ホールディングスが担うべき「規律」と「人材プール」
池側:持ち株会社(ホールディングス)と事業会社での役割分担は、多くの企業が悩むポイントです。御社ではどのように整理されていますか。
広瀬:先ほど申し上げたとおり、HDはIRや資本配分、そして各事業の実態を定量と定性の両面で把握するFP&Aを担うべきだと経営トップも認識しています。
もう一つの重要な役割は「人材プール」の形成です。損保、生保、介護など異なる収支構造を横断的に理解できる人材はHDでしか育てられません。若手を各事業間でローテーションさせ、グループ全体を俯瞰できる「経営人材」を育成する場として機能させています。
池側:損保ジャパンにおいては、かつては各部署に分散していた機能を、なぜ「事業分析室」として集約されたのでしょうか。
藤谷:以前は商品部門や経理部など、いくつかの部門がそれぞれ業績予想を行っていましたが、精度や分析の深さに課題があったのです。
集約にあたっては、関わる人数を以前の3分の1程度に絞り込みましたが、その代わり大部分のメンバーを「FP&A専任」としました。これにより、専門性を高めると同時に、経営陣へのレポートの質を劇的に向上させることができました。
利益の実額ではなく「ROE」と「EPS」を重視する理由
池側:中期経営計画(2026年度まで)では、ROE 13〜15%という高い目標を掲げています。利益の実額ではなく、あえて「率」や「EPS」を重視されている意図を教えてください。
広瀬:激変する環境下で、3年先の利益の実額を正確に見通すのは困難です。特に保険事業は自然災害という制御不能な要因で単年度の利益が大きく振れます。
一方で、ROE(自己資本利益率)は株主に対する資本コストを超えるリターンの約束であり、EPS(1株当たり利益)は自社株買いなどの経営アクションでコントロール可能な要素を含みます。これらをKPI(重要業績評価指標)とすることで、経営の意思を込めたコミットメントとしているのです。
池側:国内損保事業においては、どのような変革に取り組まれているのでしょうか。
藤谷:現在は「ポートフォリオ変革」を掲げ、単純な規模(売上高)の追求から「質の向上」へシフトしています。

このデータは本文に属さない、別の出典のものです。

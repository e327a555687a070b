//! Answer analysis: turn a stored answer into a risk verdict and,
//! when warranted, an alert.
//!
//! Called by the analysis worker for each claimed job. Idempotent on the
//! answer's processed flag, so a retried job that already wrote its
//! verdict is a no-op.

use std::fmt::Write as _;

use tracing::info;

use crate::error::{Error, Result};
use crate::llm::{AnalysisRequest, Analyzer};
use crate::model::*;
use crate::transport::Transport;

use super::Engine;

/// Recent answers included in the analyzer's patient context.
const CONTEXT_ANSWERS: u32 = 5;

impl Engine {
    /// Analyze one answer. Returns the created alert id when the verdict
    /// asked for one.
    ///
    /// Analyzer failures propagate so the queue's retry policy applies.
    /// The verdict write and the alert creation are separate steps: a
    /// retry after a partial failure skips the already-processed answer.
    pub async fn process_answer(
        &mut self,
        answer_id: AnswerId,
        analyzer: &dyn Analyzer,
        transport: &dyn Transport,
    ) -> Result<Option<AlertId>> {
        let answer = self.storage.get_answer(answer_id)?;
        if answer.is_processed {
            info!(answer_id = %answer_id, "answer already processed, skipping");
            return Ok(None);
        }

        let patient = self.storage.get_patient(answer.patient_id)?;
        let template = self.storage.get_template(answer.template_id)?;

        let request = AnalysisRequest {
            question: template.question_text.clone(),
            ai_prompt: template.ai_prompt.clone(),
            answer_text: answer.text_content.clone(),
            photo_url: answer.media_url.clone(),
            patient_context: self.patient_context(&patient, answer.id)?,
        };

        let assessment = analyzer.analyze(&request).await?;
        let verdict =
            serde_json::to_value(&assessment).map_err(|e| Error::Other(e.to_string()))?;
        self.storage
            .set_answer_analysis(answer.id, assessment.risk_level, &verdict)?;

        if !assessment.should_alert {
            return Ok(None);
        }

        let title = assessment
            .alert_reason
            .clone()
            .unwrap_or_else(|| assessment.summary.clone());
        let new_alert = NewAlert::new(
            patient.id,
            AlertType::BadCondition,
            assessment.risk_level,
            title,
        )
        .description(assessment.summary.clone())
        .answer(answer.id)
        .metadata(assessment.extracted_data.clone());

        let alert = self.create_alert(new_alert, transport).await?;
        Ok(Some(alert.id))
    }

    /// Compact profile + recent-answer history for the analyzer prompt.
    fn patient_context(&self, patient: &Patient, current: AnswerId) -> Result<String> {
        let mut context = format!("Patient: {}\n", patient.name);

        let recent = self
            .storage
            .recent_answers(patient.id, CONTEXT_ANSWERS + 1)?;
        let history: Vec<_> = recent
            .into_iter()
            .filter(|(a, _)| a.id != current)
            .take(CONTEXT_ANSWERS as usize)
            .collect();

        if history.is_empty() {
            context.push_str("No previous answers.\n");
        } else {
            context.push_str("Recent answers (newest first):\n");
            for (answer, question) in history {
                let risk = if answer.is_processed {
                    answer.risk_level.as_str()
                } else {
                    "unassessed"
                };
                let reply = answer
                    .text_content
                    .as_deref()
                    .unwrap_or(if answer.media_url.is_some() {
                        "(photo)"
                    } else {
                        "(empty)"
                    });
                let _ = writeln!(context, "- [{risk}] Q: {question} A: {reply}");
            }
        }

        Ok(context)
    }
}
//! Error types for vigil-rs.

use thiserror::Error;

#[derive(Debug, Error)]
pub enum Error {
    #[error("not found: {0}")]
    NotFound(String),

    #[error("conflict: {0}")]
    Conflict(String),

    #[error("invalid state transition: {entity} {from} -> {to}")]
    InvalidTransition {
        entity: &'static str,
        from: String,
        to: String,
    },

    #[error("no escalation target: {0}")]
    NoEscalationTarget(String),

    #[error("config error: {0}")]
    Config(String),

    #[error("storage error: {0}")]
    Storage(#[from] rusqlite::Error),

    #[error("transport error: {0}")]
    Transport(String),

    #[error("analysis error: {0}")]
    Analysis(String),

    #[error(transparent)]
    Io(#[from] std::io::Error),

    #[error("{0}")]
    Other(String),
}

pub type Result<T> = std::result::Result<T, Error>;
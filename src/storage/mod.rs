//! SQLite storage layer.
//!
//! Single source of truth for all follow-up state: patients, periods,
//! day logs, question templates, answers, alerts, tasks, visits, the job
//! queue, and the event feed. WAL mode for concurrent read access. All
//! writes go through the engine.
//!
//! Every cross-entity invariant is a database constraint, not an
//! in-process check: one ACTIVE period per patient and one answer per
//! question template are partial/plain unique indexes, and queue dedup
//! is a partial unique index over non-dead jobs.

pub mod alerts;
pub mod care;
pub mod queue;

use chrono::Utc;
use rusqlite::{Connection, params};

use crate::error::Result;
use crate::event::{Event, EventKind};

/// Storage backend. Owns the SQLite connection.
pub struct Storage {
    pub(crate) conn: Connection,
}

/// Handle for performing storage operations within a transaction.
///
/// Methods delegate to the same SQL logic as `Storage`, but execute
/// against the transaction's connection. Either all operations commit
/// together or none do.
pub struct TxContext<'a> {
    pub(crate) tx: &'a Connection,
}

impl TxContext<'_> {
    pub fn record_event(&mut self, kind: EventKind) -> Result<Event> {
        record_event_on(self.tx, kind)
    }
}

impl Storage {
    /// Open or create a database at the given path.
    pub fn open(path: impl AsRef<std::path::Path>) -> Result<Self> {
        let conn = Connection::open(path)?;
        let mut storage = Self { conn };
        storage.init()?;
        Ok(storage)
    }

    /// Create an in-memory database (for testing).
    pub fn in_memory() -> Result<Self> {
        let conn = Connection::open_in_memory()?;
        let mut storage = Self { conn };
        storage.init()?;
        Ok(storage)
    }

    fn init(&mut self) -> Result<()> {
        // WAL mode for concurrent readers
        self.conn.execute_batch("PRAGMA journal_mode=WAL;")?;
        self.conn.execute_batch("PRAGMA foreign_keys=ON;")?;

        self.conn.execute_batch(
            "
            CREATE TABLE IF NOT EXISTS staff (
                id          TEXT PRIMARY KEY,
                name        TEXT NOT NULL,
                phone       TEXT NOT NULL,
                role        TEXT NOT NULL
            );

            CREATE TABLE IF NOT EXISTS patients (
                id                  TEXT PRIMARY KEY,
                name                TEXT NOT NULL,
                phone               TEXT NOT NULL,
                status              TEXT NOT NULL DEFAULT 'active',
                tracker_id          TEXT REFERENCES staff(id),
                doctor_id           TEXT REFERENCES staff(id),
                current_period_id   TEXT,
                created_at          TEXT NOT NULL
            );

            CREATE UNIQUE INDEX IF NOT EXISTS idx_patient_phone ON patients(phone);

            CREATE TABLE IF NOT EXISTS periods (
                id              TEXT PRIMARY KEY,
                patient_id      TEXT NOT NULL REFERENCES patients(id),
                start_date      TEXT NOT NULL,
                duration_days   INTEGER NOT NULL,
                status          TEXT NOT NULL DEFAULT 'active',
                morning_time    TEXT,
                afternoon_time  TEXT,
                evening_time    TEXT,
                auto_complete   INTEGER NOT NULL DEFAULT 1,
                created_at      TEXT NOT NULL,
                updated_at      TEXT NOT NULL
            );

            CREATE UNIQUE INDEX IF NOT EXISTS idx_one_active_period
                ON periods(patient_id) WHERE status = 'active';

            CREATE TABLE IF NOT EXISTS day_logs (
                period_id           TEXT NOT NULL REFERENCES periods(id),
                day_number          INTEGER NOT NULL,
                morning_answered    INTEGER NOT NULL DEFAULT 0,
                afternoon_answered  INTEGER NOT NULL DEFAULT 0,
                evening_answered    INTEGER NOT NULL DEFAULT 0,
                status              TEXT NOT NULL DEFAULT 'pending',
                PRIMARY KEY (period_id, day_number)
            );

            CREATE TABLE IF NOT EXISTS question_templates (
                id              TEXT PRIMARY KEY,
                period_id       TEXT NOT NULL REFERENCES periods(id),
                day_number      INTEGER NOT NULL,
                slot            TEXT NOT NULL,
                ord             INTEGER NOT NULL DEFAULT 0,
                question_text   TEXT NOT NULL,
                response_type   TEXT NOT NULL DEFAULT 'text',
                is_required     INTEGER NOT NULL DEFAULT 1,
                ai_prompt       TEXT,
                UNIQUE (period_id, day_number, slot, ord)
            );

            CREATE INDEX IF NOT EXISTS idx_templates_day
                ON question_templates(period_id, day_number);

            CREATE TABLE IF NOT EXISTS answers (
                id              TEXT PRIMARY KEY,
                patient_id      TEXT NOT NULL REFERENCES patients(id),
                period_id       TEXT NOT NULL REFERENCES periods(id),
                template_id     TEXT NOT NULL REFERENCES question_templates(id),
                day_number      INTEGER NOT NULL,
                slot            TEXT NOT NULL,
                text_content    TEXT,
                media_url       TEXT,
                is_processed    INTEGER NOT NULL DEFAULT 0,
                risk_level      TEXT NOT NULL DEFAULT 'low',
                ai_analysis     TEXT,
                answered_at     TEXT NOT NULL,
                created_at      TEXT NOT NULL
            );

            CREATE UNIQUE INDEX IF NOT EXISTS idx_one_answer_per_template
                ON answers(template_id);
            CREATE INDEX IF NOT EXISTS idx_answers_patient
                ON answers(patient_id, answered_at);

            CREATE TABLE IF NOT EXISTS alerts (
                id              TEXT PRIMARY KEY,
                patient_id      TEXT NOT NULL REFERENCES patients(id),
                answer_id       TEXT REFERENCES answers(id),
                alert_type      TEXT NOT NULL,
                risk_level      TEXT NOT NULL,
                status          TEXT NOT NULL DEFAULT 'new',
                title           TEXT NOT NULL,
                description     TEXT,
                triggered_by    TEXT NOT NULL DEFAULT 'system',
                resolved_by     TEXT REFERENCES staff(id),
                resolved_at     TEXT,
                metadata        TEXT NOT NULL DEFAULT 'null',
                created_at      TEXT NOT NULL,
                updated_at      TEXT NOT NULL
            );

            CREATE INDEX IF NOT EXISTS idx_alerts_patient ON alerts(patient_id, status);

            CREATE TABLE IF NOT EXISTS tasks (
                id              TEXT PRIMARY KEY,
                patient_id      TEXT NOT NULL REFERENCES patients(id),
                assignee_id     TEXT NOT NULL REFERENCES staff(id),
                alert_id        TEXT REFERENCES alerts(id),
                task_type       TEXT NOT NULL,
                priority        INTEGER NOT NULL DEFAULT 5,
                status          TEXT NOT NULL DEFAULT 'pending',
                due_at          TEXT NOT NULL,
                completed_at    TEXT,
                created_at      TEXT NOT NULL,
                updated_at      TEXT NOT NULL
            );

            CREATE INDEX IF NOT EXISTS idx_tasks_alert ON tasks(alert_id)
                WHERE alert_id IS NOT NULL;
            CREATE INDEX IF NOT EXISTS idx_tasks_assignee ON tasks(assignee_id, status);

            CREATE TABLE IF NOT EXISTS visits (
                id              TEXT PRIMARY KEY,
                patient_id      TEXT NOT NULL REFERENCES patients(id),
                scheduled_on    TEXT NOT NULL,
                note            TEXT,
                status          TEXT NOT NULL DEFAULT 'scheduled',
                reminded        INTEGER NOT NULL DEFAULT 0
            );

            CREATE TABLE IF NOT EXISTS jobs (
                id              TEXT PRIMARY KEY,
                kind            TEXT NOT NULL,
                dedup_key       TEXT NOT NULL,
                payload         TEXT NOT NULL DEFAULT '{}',
                state           TEXT NOT NULL DEFAULT 'scheduled',
                attempts        INTEGER NOT NULL DEFAULT 0,
                max_attempts    INTEGER NOT NULL DEFAULT 3,
                run_at          TEXT NOT NULL,
                last_error      TEXT,
                created_at      TEXT NOT NULL,
                updated_at      TEXT NOT NULL
            );

            CREATE UNIQUE INDEX IF NOT EXISTS idx_job_dedup
                ON jobs(kind, dedup_key) WHERE state != 'dead';
            CREATE INDEX IF NOT EXISTS idx_jobs_due ON jobs(kind, run_at)
                WHERE state = 'scheduled';

            CREATE TABLE IF NOT EXISTS events (
                seq         INTEGER PRIMARY KEY AUTOINCREMENT,
                timestamp   TEXT NOT NULL,
                kind        TEXT NOT NULL
            );
            ",
        )?;

        Ok(())
    }

    // -----------------------------------------------------------------------
    // Transactions
    // -----------------------------------------------------------------------

    /// Execute a closure within a SQLite transaction.
    ///
    /// The transaction commits if the closure returns Ok, rolls back on Err.
    pub fn with_transaction<F, T>(&mut self, f: F) -> Result<T>
    where
        F: FnOnce(&mut TxContext) -> Result<T>,
    {
        let tx = self.conn.transaction()?;
        let mut ctx = TxContext { tx: &tx };
        let result = f(&mut ctx)?;
        tx.commit()?;
        Ok(result)
    }

    // -----------------------------------------------------------------------
    // Events
    // -----------------------------------------------------------------------

    /// Record an event and return it with its sequence number.
    pub fn record_event(&mut self, kind: EventKind) -> Result<Event> {
        record_event_on(&self.conn, kind)
    }

    /// Get events after a sequence number, in feed order.
    pub fn events_since(&self, since_seq: u64) -> Result<Vec<Event>> {
        let mut stmt = self
            .conn
            .prepare("SELECT seq, timestamp, kind FROM events WHERE seq > ?1 ORDER BY seq ASC")?;

        let events = stmt
            .query_map(params![since_seq as i64], |row| {
                let kind_str: String = row.get(2)?;
                Ok(Event {
                    seq: row.get::<_, i64>(0)? as u64,
                    timestamp: row
                        .get::<_, String>(1)?
                        .parse()
                        .unwrap_or_else(|_| Utc::now()),
                    kind: serde_json::from_str(&kind_str)
                        .unwrap_or(EventKind::Unknown { raw: kind_str }),
                })
            })?
            .collect::<std::result::Result<Vec<_>, _>>()?;

        Ok(events)
    }
}

fn record_event_on(conn: &Connection, kind: EventKind) -> Result<Event> {
    let now = Utc::now();

    conn.execute(
        "INSERT INTO events (timestamp, kind) VALUES (?1, ?2)",
        params![
            now.to_rfc3339(),
            serde_json::to_string(&kind).unwrap_or_default(),
        ],
    )?;

    let seq = conn.last_insert_rowid();

    Ok(Event {
        seq: seq as u64,
        timestamp: now,
        kind,
    })
}

#[cfg(test)]
mod tests {
    use super::*;

    #[test]
    fn malformed_event_json_returns_unknown_variant() {
        let storage = Storage::in_memory().unwrap();

        storage
            .conn
            .execute(
                "INSERT INTO events (timestamp, kind) VALUES (?1, ?2)",
                params![Utc::now().to_rfc3339(), "this is not valid json {{{"],
            )
            .unwrap();

        let events = storage.events_since(0).unwrap();
        assert_eq!(events.len(), 1);
        match &events[0].kind {
            EventKind::Unknown { raw } => {
                assert_eq!(raw, "this is not valid json {{{");
            }
            other => panic!("expected Unknown, got {:?}", other),
        }
    }
}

保険は、保険料を先に受け取り、事故後に原価(保険金)が決まる「後決め」のビジネスです。インフレによる修理費の高騰や自然災害の増加に対し、いかに機動的に価格を見直せるか。FP&Aは商品部門と共に、収益性を精緻に分析し、戦略に反映させるプロセスを主導しています。
不祥事を機に再定義された「FP&Aという規律」
池側:組織強化の背景には、やはり一連の不祥事の影響も大きかったようですね。
広瀬:はい。先ほど触れたとおり、無理な利益追求が生じる収支構造を見逃さないためにも、FP&Aという第三者的な「規律」が必要です。
現在はHDのグループCFO(最高財務責任者)の下に、経営企画部と経理部を並列で配置しています。実績データを扱う経理と、分析・予測を行うFP&Aが完全に連携する、非常にアメリカ的で合理的な座組みに整理しました。
池側:組織変更に際して、社内のアレルギーはありませんでしたか。
広瀬:むしろ、これまで曖昧だった「誰がどこまでやるのか」という命令系統が明確になり、歓迎する声が多かったです。「日本にはなかったが、欧米にはこういう専門職がある」と整理したことで、現場の納得感も得られました。